Welcome to “Innovators & Insights,” an interview series hosted by Chris Strohsahl, President & CEO of Drummond Scientific, where leading minds in the life sciences industry share the latest industry trends, groundbreaking innovations, and pivotal stories from their professional journeys. In the first edition, Chris sat down with Nate Davis and Brandon Johnson, the co-founders of StudioDx, a company helping diagnostics start-ups find the resources and support they need to enter the market successfully. In this dynamic conversation, Nate and Brandon share the keys to building a successful start-up––exploring the importance of quickly identifying product viability and market acceptance, as well as utilizing collaborative partnerships throughout the diagnostics ecosystem to shortcut the transition from concept to commercialization.

 

Chris Strohsahl: Can you describe your professional backgrounds and how you came to be here?

Nate Davis: I have a background as a scientist. For six and a half years, I worked at RA Capital Management, making public and private investments in the life sciences sector. Before that, I was with another venture fund and spent three years helping to run and grow a startup.

Brandon Johnson: Years ago, I started a company called Boston Microfluidics, partnering with LabCorp in their response to Theranos. Since then, I have been working as a consultant. I established a Clinical Laboratory Improvement Amendments lab, launched a few other startup companies, and now I am concentrating on StudioDx.

 

CS: I think it was Reid Hoffman who said, “One of the greatest preceding lines to a venture is ‘this should exist.’” Can you tell us about the origin behind StudioDx?

ND: StudioDx was born out of my frustrations as a diagnostics investor, watching companies repeat the same mistakes and lack the infrastructure to correct them.

BJ: One day, Nate and I sat down and mapped out everything a startup diagnostics company would need––regulatory strategies, Food and Drug Administration (FDA) experts, and a core set of offerings. Then we realized, “Hey, there’s a whole company here.”

 

CS: Between us, we probably have about 50 years in the diagnostics space––and we certainly have the scars to prove it. What fuels your passion for this industry?

ND: Diagnostics helps to shape a patient’s care pathway. If diagnostic testing happens in the wrong place or at the wrong time, the whole care pathway suffers. When I was working on the therapeutic side, I really saw how diagnostics lent itself to changing the way we deliver care.

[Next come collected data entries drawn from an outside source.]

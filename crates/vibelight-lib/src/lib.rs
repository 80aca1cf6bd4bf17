//! Vibelight — mirrors the currently-playing track's artwork color onto a
//! Govee BLE light.

pub mod artwork;
pub mod ble;
pub mod color;
pub mod config;
pub mod error;
pub mod extract;
pub mod fade;
pub mod protocol;
pub mod session;
pub mod spotify;
pub mod sync;
pub mod transport;

pub use error::VibelightError;
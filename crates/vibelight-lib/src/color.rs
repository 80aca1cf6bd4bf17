//! RGB value type shared by the protocol, extractor, and fade engine.

use std::fmt;

/// An 8-bit-per-channel RGB color.
///
/// Channels are `u8`, so every representable value is valid on the wire —
/// out-of-range colors cannot be constructed.
#[derive(Debug, Clone, Copy, PartialEq, Eq, Default)]
pub struct Rgb {
    pub r: u8,
    pub g: u8,
    pub b: u8,
}

impl Rgb {
    pub const BLACK: Rgb = Rgb::new(0, 0, 0);
    pub const WHITE: Rgb = Rgb::new(255, 255, 255);

    pub const fn new(r: u8, g: u8, b: u8) -> Self {
        Rgb { r, g, b }
    }
}

impl fmt::Display for Rgb {
    fn fmt(&self, f: &mut fmt::Formatter<'_>) -> fmt::Result {
        write!(f, "#{:02X}{:02X}{:02X}", self.r, self.g, self.b)
    }
}

impl From<(u8, u8, u8)> for Rgb {
    fn from((r, g, b): (u8, u8, u8)) -> Self {
        Rgb { r, g, b }
    }
}
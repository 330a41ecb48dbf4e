//! The `OutputWriter` trait implemented by backend writers.

use tt_stats::{HistogramAccumulator, Summary};

use crate::OutputResult;

/// Sink for the results of one or more named scenarios.
pub trait OutputWriter {
    /// Write every bin of `hist`, tagged with `scenario`.
    fn write_histogram(&mut self, scenario: &str, hist: &HistogramAccumulator) -> OutputResult<()>;

    /// Write one summary row for `scenario`.
    fn write_summary(&mut self, scenario: &str, summary: &Summary) -> OutputResult<()>;

    /// Flush and close all underlying file handles.
    ///
    /// Idempotent.
    fn finish(&mut self) -> OutputResult<()>;
}
//! Derived statistics of one accumulated run.

use std::fmt;

/// Statistics derived from a [`HistogramAccumulator`][crate::HistogramAccumulator].
#[derive(Clone, Copy, Debug, PartialEq)]
#[cfg_attr(feature = "serde", derive(serde::Serialize, serde::Deserialize))]
pub struct Summary {
    /// Number of samples the statistics are based on.
    pub total: u64,

    /// Exact mean of all samples (not binned).
    pub mean: f64,

    /// Bin position below which slightly less than half the mass lies.
    pub median: f64,

    /// Bin position below which slightly less than 95 % of the mass lies:
    /// the time that guarantees arrival with roughly 95 % confidence.
    pub percentile_95: f64,

    /// Population standard deviation of all samples.
    pub std_dev: f64,
}

impl fmt::Display for Summary {
    fn fmt(&self, f: &mut fmt::Formatter<'_>) -> fmt::Result {
        write!(
            f,
            "Avg: {:.2} Median: {} T(95): {} Deviation: {:.2}",
            self.mean, self.median, self.percentile_95, self.std_dev
        )
    }
}
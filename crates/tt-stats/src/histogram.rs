//! Fixed-bin online histogram with running moments.

use std::fmt;

use crate::{StatsError, StatsResult, Summary};

/// Upper bound on the number of bins a single accumulator may allocate.
const MAX_BINS: usize = 1 << 24;

/// Online histogram over `[min_value, max_value]` at `bin_width` resolution.
///
/// Bin `i` is centred on `min_value + i * bin_width`; a value goes to the bin
/// whose centre is nearest.  Values outside the range saturate into the first
/// or last bin instead of being dropped, so `bins().iter().sum() == total()`
/// always holds.
///
/// Alongside the bins the accumulator keeps the exact running `sum` and
/// `sum_of_squares` of every value added (clamped or not), so the mean and
/// standard deviation are not affected by binning.
///
/// Single-writer: [`add`](Self::add) takes `&mut self`.  To accumulate from
/// several threads give each its own [`empty_like`](Self::empty_like) partial
/// and [`merge`](Self::merge) them afterwards.
#[derive(Clone, Debug, PartialEq)]
pub struct HistogramAccumulator {
    min_value:      f64,
    max_value:      f64,
    bin_width:      f64,
    bins:           Vec<u64>,
    total:          u64,
    sum:            f64,
    sum_of_squares: f64,
}

impl HistogramAccumulator {
    /// Create an accumulator over `[min_value, max_value]`.
    pub fn new(min_value: f64, max_value: f64, bin_width: f64) -> StatsResult<Self> {
        let mut hist = Self {
            min_value,
            max_value,
            bin_width,
            bins:           Vec::new(),
            total:          0,
            sum:            0.0,
            sum_of_squares: 0.0,
        };
        hist.configure(min_value, max_value, bin_width)?;
        Ok(hist)
    }

    /// (Re)configure the range and discard all accumulated data.
    ///
    /// Bin count is `floor((max - min) / bin_width) + 1`.  On error the
    /// accumulator is left untouched.
    pub fn configure(&mut self, min_value: f64, max_value: f64, bin_width: f64) -> StatsResult<()> {
        if !bin_width.is_finite() || bin_width <= 0.0 {
            return Err(StatsError::InvalidBinWidth(bin_width));
        }
        if !min_value.is_finite() || !max_value.is_finite() || max_value < min_value {
            return Err(StatsError::InvalidRange { min: min_value, max: max_value });
        }
        let steps = ((max_value - min_value) / bin_width).floor();
        if steps >= MAX_BINS as f64 {
            return Err(StatsError::TooManyBins { bins: steps + 1.0, max: MAX_BINS });
        }

        self.min_value = min_value;
        self.max_value = max_value;
        self.bin_width = bin_width;
        self.bins.clear();
        self.bins.resize(steps as usize + 1, 0);
        self.total = 0;
        self.sum = 0.0;
        self.sum_of_squares = 0.0;
        Ok(())
    }

    /// Discard all data, keeping the current range.
    pub fn reset(&mut self) {
        self.bins.fill(0);
        self.total = 0;
        self.sum = 0.0;
        self.sum_of_squares = 0.0;
    }

    /// A fresh accumulator with the same range and bin width.
    pub fn empty_like(&self) -> Self {
        Self {
            min_value:      self.min_value,
            max_value:      self.max_value,
            bin_width:      self.bin_width,
            bins:           vec![0; self.bins.len()],
            total:          0,
            sum:            0.0,
            sum_of_squares: 0.0,
        }
    }

    /// Record one value.  Never fails: out-of-range values land in the edge
    /// bins.
    #[inline]
    pub fn add(&mut self, value: f64) {
        let idx = self.bin_index(value);
        self.bins[idx] += 1;
        self.total += 1;
        self.sum += value;
        self.sum_of_squares += value * value;
    }

    /// Index of the bin `value` would be counted in.
    #[inline]
    pub fn bin_index(&self, value: f64) -> usize {
        let last = self.bins.len() - 1;
        let pos = ((value - self.min_value) / self.bin_width).round();
        // `as usize` saturates: NaN → 0, +∞ → usize::MAX.
        if pos <= 0.0 { 0 } else { (pos as usize).min(last) }
    }

    /// Fold `other` into `self`.  Both must share range and bin width.
    pub fn merge(&mut self, other: &HistogramAccumulator) -> StatsResult<()> {
        if !self.same_bins(other) {
            return Err(StatsError::IncompatibleBins {
                left:  self.describe_bins(),
                right: other.describe_bins(),
            });
        }
        for (mine, theirs) in self.bins.iter_mut().zip(&other.bins) {
            *mine += theirs;
        }
        self.total += other.total;
        self.sum += other.sum;
        self.sum_of_squares += other.sum_of_squares;
        Ok(())
    }

    /// Derive mean, median, 95th percentile, and standard deviation.
    ///
    /// The median and percentile are bin positions: the last bin at which the
    /// running count is still below `0.5 * total` (resp. `0.95 * total`),
    /// reported as `min_value + index * bin_width`.  This sits slightly below
    /// the true quantile.
    pub fn summarize(&self) -> StatsResult<Summary> {
        if self.total == 0 {
            return Err(StatsError::NoSamples);
        }
        let n = self.total as f64;
        let [median, p95] = self.scan([0.5 * n, 0.95 * n]);

        let mean = self.sum / n;
        let variance = (self.sum_of_squares / n - mean * mean).max(0.0);

        Ok(Summary {
            total:         self.total,
            mean,
            median:        self.bin_value(median),
            percentile_95: self.bin_value(p95),
            std_dev:       variance.sqrt(),
        })
    }

    /// The same bin-scan used by [`summarize`](Self::summarize) for any
    /// quantile `q` in `(0, 1]`.
    pub fn percentile_point(&self, q: f64) -> StatsResult<f64> {
        if !(q > 0.0 && q <= 1.0) {
            return Err(StatsError::InvalidQuantile(q));
        }
        if self.total == 0 {
            return Err(StatsError::NoSamples);
        }
        let [idx] = self.scan([q * self.total as f64]);
        Ok(self.bin_value(idx))
    }

    // ── Accessors ─────────────────────────────────────────────────────────

    #[inline]
    pub fn bins(&self) -> &[u64] {
        &self.bins
    }

    #[inline]
    pub fn bin_count(&self) -> usize {
        self.bins.len()
    }

    /// Centre value of bin `index`.
    #[inline]
    pub fn bin_value(&self, index: usize) -> f64 {
        self.min_value + index as f64 * self.bin_width
    }

    /// Largest single-bin count (0 when empty).
    pub fn max_bin(&self) -> u64 {
        self.bins.iter().copied().max().unwrap_or(0)
    }

    #[inline]
    pub fn total(&self) -> u64 {
        self.total
    }

    #[inline]
    pub fn is_empty(&self) -> bool {
        self.total == 0
    }

    #[inline]
    pub fn sum(&self) -> f64 {
        self.sum
    }

    #[inline]
    pub fn sum_of_squares(&self) -> f64 {
        self.sum_of_squares
    }

    #[inline]
    pub fn min_value(&self) -> f64 {
        self.min_value
    }

    #[inline]
    pub fn max_value(&self) -> f64 {
        self.max_value
    }

    #[inline]
    pub fn bin_width(&self) -> f64 {
        self.bin_width
    }

    // ── Helpers ───────────────────────────────────────────────────────────

    /// Single pass over the bins.  For each threshold, returns the last index
    /// whose inclusive running count is `< threshold` (0 if none).
    fn scan<const N: usize>(&self, thresholds: [f64; N]) -> [usize; N] {
        let mut found = [0usize; N];
        let mut running = 0u64;
        for (i, &count) in self.bins.iter().enumerate() {
            running += count;
            let r = running as f64;
            for (slot, &threshold) in found.iter_mut().zip(&thresholds) {
                if r < threshold {
                    *slot = i;
                }
            }
        }
        found
    }

    fn same_bins(&self, other: &HistogramAccumulator) -> bool {
        self.min_value == other.min_value
            && self.max_value == other.max_value
            && self.bin_width == other.bin_width
            && self.bins.len() == other.bins.len()
    }

    fn describe_bins(&self) -> String {
        format!(
            "[{}, {}] step {} ({} bins)",
            self.min_value,
            self.max_value,
            self.bin_width,
            self.bins.len()
        )
    }
}

impl fmt::Display for HistogramAccumulator {
    fn fmt(&self, f: &mut fmt::Formatter<'_>) -> fmt::Result {
        write!(f, "{} samples over {}", self.total, self.describe_bins())
    }
}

BJ: For me, it’s an engineering principle. If you get the problem definition wrong, you’re probably going to have a bad solution. Diagnostics is the best way to get the problem definition correct.

 

CS: What are the key societal, governmental, and technological trends you’re seeing that have the potential to drastically change the diagnostic landscape?

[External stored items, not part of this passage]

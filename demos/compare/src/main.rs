//! compare — side-by-side travel-time distributions for transit networks.
//!
//! Runs every scenario through the Monte Carlo model with the same seed and
//! prints, per scenario, the summary line (average, median, 95 % arrival
//! time, deviation) followed by a bar chart of the histogram.  With `--out`
//! the bins and summaries are also written as CSV.
//!
//! `--delay-check` skips the network model and histograms raw draws of the
//! delay distribution instead, printing the closed-form moments alongside.

mod scenario;

use std::path::PathBuf;
use std::time::Instant;

use anyhow::Result;
use clap::Parser;
use log::{debug, error, info};
use rand::distributions::Distribution;

use tt_core::{DelayDistribution, SimRng};
use tt_output::{CsvWriter, OutputWriter, render_bars};
use tt_sim::{RangePolicy, RunConfig, RunObserver, TravelSimulator};
use tt_stats::HistogramAccumulator;

use scenario::{Scenario, default_scenarios, load_scenarios};

// ── Constants ─────────────────────────────────────────────────────────────────

const DELAY_CHECK_SAMPLES: u64 = 10_000;
const DELAY_CHECK_WIDTH:   f64 = 10.0;
const DELAY_CHECK_MAX:     f64 = 30.0;

// ── CLI ───────────────────────────────────────────────────────────────────────

#[derive(Parser)]
#[command(name = "compare")]
#[command(about = "Compare travel-time distributions of simplified transit networks")]
struct Cli {
    /// Synthetic travellers per scenario
    #[arg(long, default_value_t = 20_000)]
    trials: u64,

    /// Master RNG seed
    #[arg(long, default_value_t = 42)]
    seed: u64,

    /// Worker threads (default: all logical cores)
    #[arg(long)]
    threads: Option<usize>,

    /// JSON file with a list of { name, params } scenarios
    #[arg(long)]
    scenarios: Option<PathBuf>,

    /// Width in characters of the largest histogram bar
    #[arg(long, default_value_t = 60)]
    bar_width: usize,

    /// Skip the bar charts
    #[arg(long)]
    no_chart: bool,

    /// Directory for histogram.csv and summaries.csv
    #[arg(long)]
    out: Option<PathBuf>,

    /// Histogram raw delay draws instead of running the network model
    #[arg(long)]
    delay_check: bool,
}

// ── Progress logging ──────────────────────────────────────────────────────────

struct LogProgress<'a> {
    scenario: &'a str,
}

impl RunObserver for LogProgress<'_> {
    fn on_run_start(&mut self, trial_count: u64, blocks: usize) {
        debug!("{}: {trial_count} trials in {blocks} blocks", self.scenario);
    }

    fn on_block_end(&mut self, block: usize, trials_done: u64) {
        debug!("{}: block {block} done ({trials_done} trials)", self.scenario);
    }
}

// ── main ──────────────────────────────────────────────────────────────────────

fn main() -> Result<()> {
    env_logger::Builder::from_env(env_logger::Env::default().default_filter_or("info")).init();
    let cli = Cli::parse();

    if cli.delay_check {
        return delay_check(&cli);
    }

    let scenarios = match &cli.scenarios {
        Some(path) => load_scenarios(path)?,
        None => default_scenarios(),
    };
    let config = RunConfig {
        trial_count: cli.trials,
        seed:        cli.seed,
        num_threads: cli.threads,
    };
    if let Err(e) = config.validate() {
        error!("invalid run configuration: {e}");
        return Err(e.into());
    }

    let mut writer = match &cli.out {
        Some(dir) => Some(CsvWriter::new(dir)?),
        None => None,
    };

    let policy = RangePolicy::default();
    for scenario in &scenarios {
        let (hist, elapsed) = match run_scenario(scenario, &config, &policy) {
            Ok(done) => done,
            Err(e) => {
                error!("scenario {:?}: {e}", scenario.name);
                return Err(e);
            }
        };
        let summary = hist.summarize()?;
        info!("{}: {summary} ({elapsed:.1?})", scenario.name);

        println!("=== {} ===", scenario.name);
        println!("{}", scenario.params);
        println!("{summary}");
        if !cli.no_chart {
            print!("{}", render_bars(&hist, cli.bar_width));
        }
        println!();

        if let Some(w) = writer.as_mut() {
            w.write_histogram(&scenario.name, &hist)?;
            w.write_summary(&scenario.name, &summary)?;
        }
    }

    if let (Some(mut w), Some(dir)) = (writer, &cli.out) {
        w.finish()?;
        info!("wrote histogram.csv and summaries.csv to {}", dir.display());
    }
    Ok(())
}

fn run_scenario(
    scenario: &Scenario,
    config:   &RunConfig,
    policy:   &RangePolicy,
) -> Result<(HistogramAccumulator, std::time::Duration)> {
    let sim = TravelSimulator::new(scenario.params.clone())?;
    let mut hist = sim.configure_sink(policy)?;
    let start = Instant::now();
    let report = sim.run_seeded(config, &mut hist, &mut LogProgress { scenario: &scenario.name })?;
    info!(
        "{}: {report}, direct share {:.3} (expected {:.3})",
        scenario.name,
        report.direct_fraction(),
        sim.direct_ratio()
    );
    Ok((hist, start.elapsed()))
}

fn delay_check(cli: &Cli) -> Result<()> {
    let dist = DelayDistribution::new(0.0, DELAY_CHECK_WIDTH)?;
    let mut hist = HistogramAccumulator::new(0.0, DELAY_CHECK_MAX, 1.0)?;
    let mut rng = SimRng::new(cli.seed);
    for _ in 0..DELAY_CHECK_SAMPLES {
        hist.add(dist.sample(rng.inner()));
    }
    let summary = hist.summarize()?;

    println!("=== delay distribution (center 0, width {DELAY_CHECK_WIDTH}) ===");
    println!("{summary}");
    println!("expected mean {:.2}, deviation {:.2}", dist.mean(), dist.std_dev());
    if !cli.no_chart {
        print!("{}", render_bars(&hist, cli.bar_width));
    }
    Ok(())
}
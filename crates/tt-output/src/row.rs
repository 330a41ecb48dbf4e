//! Plain data row types written by output backends.

use tt_stats::{HistogramAccumulator, Summary};

/// One histogram bin.
#[derive(Debug, Clone, PartialEq)]
pub struct HistogramRow<'a> {
    pub scenario:  &'a str,
    pub bin_index: usize,
    /// Centre value of the bin.
    pub bin_value: f64,
    pub count:     u64,
}

impl<'a> HistogramRow<'a> {
    /// One row per bin of `hist`, in bin order.
    pub fn from_histogram(
        scenario: &'a str,
        hist:     &'a HistogramAccumulator,
    ) -> impl Iterator<Item = HistogramRow<'a>> + 'a {
        hist.bins().iter().enumerate().map(move |(i, &count)| HistogramRow {
            scenario,
            bin_index: i,
            bin_value: hist.bin_value(i),
            count,
        })
    }
}

/// Derived statistics of one scenario.
#[derive(Debug, Clone, PartialEq)]
pub struct SummaryRow<'a> {
    pub scenario: &'a str,
    pub trials:   u64,
    pub mean:     f64,
    pub median:   f64,
    pub p95:      f64,
    pub std_dev:  f64,
}

impl<'a> SummaryRow<'a> {
    pub fn new(scenario: &'a str, summary: &Summary) -> Self {
        Self {
            scenario,
            trials:  summary.total,
            mean:    summary.mean,
            median:  summary.median,
            p95:     summary.percentile_95,
            std_dev: summary.std_dev,
        }
    }
}
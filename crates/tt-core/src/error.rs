//! Framework error type.
//!
//! Sub-crates define their own error enums and wrap `TtError` as one variant
//! via `#[from]`.

use thiserror::Error;

/// The top-level error type for `tt-core`.
#[derive(Debug, Error, Clone, PartialEq)]
pub enum TtError {
    /// Invalid parameter combination, detected before any simulation work.
    #[error("configuration error: {0}")]
    Config(String),
}

/// Shorthand result type for `tt-core`.
pub type TtResult<T> = Result<T, TtError>;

ND: Right now, we’re still seeing the impact of regulatory flexibility from the FDA. It took more than a decade for the FDA to allow at-home pregnancy tests, but COVID-19 has really made a difference. Even though the COVID-19 tests aren’t particularly sensitive or specific, the FDA is giving consumers more control and starting to see at-home tests as part of a diagnostic paradigm.

 

CS: From a technological perspective, how do we make these diagnostic devices better?

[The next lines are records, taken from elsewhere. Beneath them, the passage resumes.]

//! One-sided, right-skewed travel delay distribution.
//!
//! Samples are `center + width * sqrt(-ln(U))` with `U` uniform on the open
//! interval (0, 1).  `sqrt(-ln U)` is Rayleigh-distributed with scale
//! `1/sqrt(2)`, so the closed forms are:
//!
//! | Quantity           | Value                         |
//! |--------------------|-------------------------------|
//! | minimum            | `center`                      |
//! | mean               | `center + width * sqrt(π)/2`  |
//! | standard deviation | `width * sqrt(1 - π/4)`       |

use rand::Rng;
use rand::distributions::{Distribution, Open01};

use crate::{TtError, TtResult};

/// Delay distribution with a hard floor at `center` and an unbounded tail.
#[derive(Clone, Copy, Debug, PartialEq)]
pub struct DelayDistribution {
    center: f64,
    width:  f64,
}

impl DelayDistribution {
    /// Build a distribution.  `width == 0` is allowed and yields the constant
    /// `center`.
    pub fn new(center: f64, width: f64) -> TtResult<Self> {
        if !center.is_finite() {
            return Err(TtError::Config(format!("delay center must be finite, got {center}")));
        }
        if !width.is_finite() || width < 0.0 {
            return Err(TtError::Config(format!(
                "delay width must be finite and >= 0, got {width}"
            )));
        }
        Ok(Self { center, width })
    }

    #[inline]
    pub fn center(&self) -> f64 {
        self.center
    }

    #[inline]
    pub fn width(&self) -> f64 {
        self.width
    }

    /// Analytic mean of the distribution.
    pub fn mean(&self) -> f64 {
        self.center + self.width * std::f64::consts::PI.sqrt() / 2.0
    }

    /// Analytic standard deviation of the distribution.
    pub fn std_dev(&self) -> f64 {
        self.width * (1.0 - std::f64::consts::FRAC_PI_4).sqrt()
    }
}

impl Distribution<f64> for DelayDistribution {
    #[inline]
    fn sample<R: Rng + ?Sized>(&self, rng: &mut R) -> f64 {
        // Open01 never yields 0, so ln stays finite.
        let u: f64 = rng.sample(Open01);
        self.center + self.width * (-u.ln()).sqrt()
    }
}
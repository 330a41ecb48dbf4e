//! `tt-core` — foundational types for the `rust_tt` travel-time simulator.
//!
//! This crate is a dependency of every other `tt-*` crate.  It has no `tt-*`
//! dependencies and minimal external ones (only `rand` and `thiserror`, plus
//! optional `serde`).
//!
//! # What lives here
//!
//! | Module          | Contents                                              |
//! |-----------------|-------------------------------------------------------|
//! | [`params`]      | `SimulationParameters`                                |
//! | [`delay`]       | `DelayDistribution`                                   |
//! | [`rng`]         | `StreamRng` (per trial block), `SimRng` (global)      |
//! | [`error`]       | `TtError`, `TtResult`                                 |
//!
//! # Feature flags
//!
//! | Flag    | Effect                                                     |
//! |---------|------------------------------------------------------------|
//! | `serde` | Adds `Serialize`/`Deserialize` to `SimulationParameters`.  |

pub mod delay;
pub mod error;
pub mod params;
pub mod rng;


// ── Re-exports ────────────────────────────────────────────────────────────────

pub use delay::DelayDistribution;
pub use error::{TtError, TtResult};
pub use params::SimulationParameters;
pub use rng::{SimRng, StreamRng};
//! CSV output backend.
//!
//! Creates two files in the configured output directory:
//! - `histogram.csv`  — `scenario,bin_index,bin_value,count`
//! - `summaries.csv`  — `scenario,trials,mean,median,p95,std_dev`

use std::fs::File;
use std::path::Path;

use csv::Writer;
use tt_stats::{HistogramAccumulator, Summary};

use crate::writer::OutputWriter;
use crate::{HistogramRow, OutputResult, SummaryRow};

/// Writes histograms and summaries to two CSV files.
pub struct CsvWriter {
    histograms: Writer<File>,
    summaries:  Writer<File>,
    finished:   bool,
}

impl CsvWriter {
    /// Create `dir` if needed, open the two CSV files and write the header
    /// rows.
    pub fn new(dir: &Path) -> OutputResult<Self> {
        std::fs::create_dir_all(dir)?;

        let mut histograms = Writer::from_path(dir.join("histogram.csv"))?;
        histograms.write_record(["scenario", "bin_index", "bin_value", "count"])?;

        let mut summaries = Writer::from_path(dir.join("summaries.csv"))?;
        summaries.write_record(["scenario", "trials", "mean", "median", "p95", "std_dev"])?;

        Ok(Self {
            histograms,
            summaries,
            finished: false,
        })
    }
}

impl OutputWriter for CsvWriter {
    fn write_histogram(&mut self, scenario: &str, hist: &HistogramAccumulator) -> OutputResult<()> {
        for row in HistogramRow::from_histogram(scenario, hist) {
            self.histograms.write_record(&[
                row.scenario.to_string(),
                row.bin_index.to_string(),
                row.bin_value.to_string(),
                row.count.to_string(),
            ])?;
        }
        Ok(())
    }

    fn write_summary(&mut self, scenario: &str, summary: &Summary) -> OutputResult<()> {
        let row = SummaryRow::new(scenario, summary);
        self.summaries.write_record(&[
            row.scenario.to_string(),
            row.trials.to_string(),
            row.mean.to_string(),
            row.median.to_string(),
            row.p95.to_string(),
            row.std_dev.to_string(),
        ])?;
        Ok(())
    }

    fn finish(&mut self) -> OutputResult<()> {
        if self.finished {
            return Ok(());
        }
        self.finished = true;
        self.histograms.flush()?;
        self.summaries.flush()?;
        Ok(())
    }
}
//! `tt-output` — output for rust_tt histograms.
//!
//! | Module    | Output                                                  |
//! |-----------|---------------------------------------------------------|
//! | [`csv`]   | `histogram.csv`, `summaries.csv` in an output directory |
//! | [`chart`] | one text bar per bin, scaled to a fixed width           |
//!
//! # Usage
//!
//! ```rust,ignore
//! use tt_output::{CsvWriter, OutputWriter, render_bars};
//!
//! let mut writer = CsvWriter::new(Path::new("./output"))?;
//! writer.write_histogram("3 lines", &hist)?;
//! writer.write_summary("3 lines", &hist.summarize()?)?;
//! writer.finish()?;
//! print!("{}", render_bars(&hist, 60));
//! ```

pub mod chart;
pub mod csv;
pub mod error;
pub mod row;
pub mod writer;


pub use chart::render_bars;
pub use crate::csv::CsvWriter;
pub use error::{OutputError, OutputResult};
pub use row::{HistogramRow, SummaryRow};
pub use writer::OutputWriter;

BJ: First, there’s human factors, or how we make something usable. There are countless tests and technologies moving into the home, and they must be user-friendly.

On the other hand, we have automated assembly. Without the level of automation available at Drummond, companies can’t reach a realistic price point. They end up in the valley of death–a period where they need $50 for something that should be $10–and go out of business because no market segment is willing to pay.

 

CS: Cost matters. And when it comes to driving those costs down, learning through failure is crucial. What are the biggest mistakes you’ve seen developing diagnostic companies make?

ND: The biggest mistake is not building for scale. There are eight billion people on the planet; we need to be building systems that operate on the same scale at which we deliver care.

This mistake happens at the manufacturing level. Too often, people build lines to serve 10 million people and end up with a much smaller fraction of the market than they anticipated because they didn’t build to the right price point.

 

CS: If you were to create a Venn diagram for a successful diagnostics company, what would that look like?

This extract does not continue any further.